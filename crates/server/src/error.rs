use axum::Json;
use axum::http::StatusCode;
use axum::response::{IntoResponse, Response};
use serde::Serialize;
use thiserror::Error;

use storage::repository::StorageError;

#[derive(Debug, Serialize)]
pub struct ErrorResponse {
    pub error: String,
    pub code: String,
}

/// API-level error mapped onto HTTP responses.
#[derive(Debug, Error)]
#[non_exhaustive]
pub enum ApiError {
    #[error("{0}")]
    BadRequest(String),

    #[error("authentication required")]
    Unauthorized,

    #[error(transparent)]
    Storage(#[from] StorageError),
}

impl IntoResponse for ApiError {
    fn into_response(self) -> Response {
        let (status, code, message) = match &self {
            ApiError::BadRequest(message) => {
                (StatusCode::BAD_REQUEST, "BAD_REQUEST", message.clone())
            }
            ApiError::Unauthorized => (
                StatusCode::UNAUTHORIZED,
                "UNAUTHORIZED",
                self.to_string(),
            ),
            ApiError::Storage(StorageError::NotFound) => {
                (StatusCode::NOT_FOUND, "NOT_FOUND", self.to_string())
            }
            ApiError::Storage(err) => {
                tracing::error!(error = %err, "storage failure while handling request");
                (
                    StatusCode::INTERNAL_SERVER_ERROR,
                    "INTERNAL_ERROR",
                    "internal server error".to_string(),
                )
            }
        };

        let body = ErrorResponse {
            error: message,
            code: code.to_string(),
        };
        (status, Json(body)).into_response()
    }
}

===

About this exercise
Read through the material above, and whenever a line contains "derive", copy it.

Output for this task
#[derive(Debug, Serialize)]
#[derive(Debug, Error)]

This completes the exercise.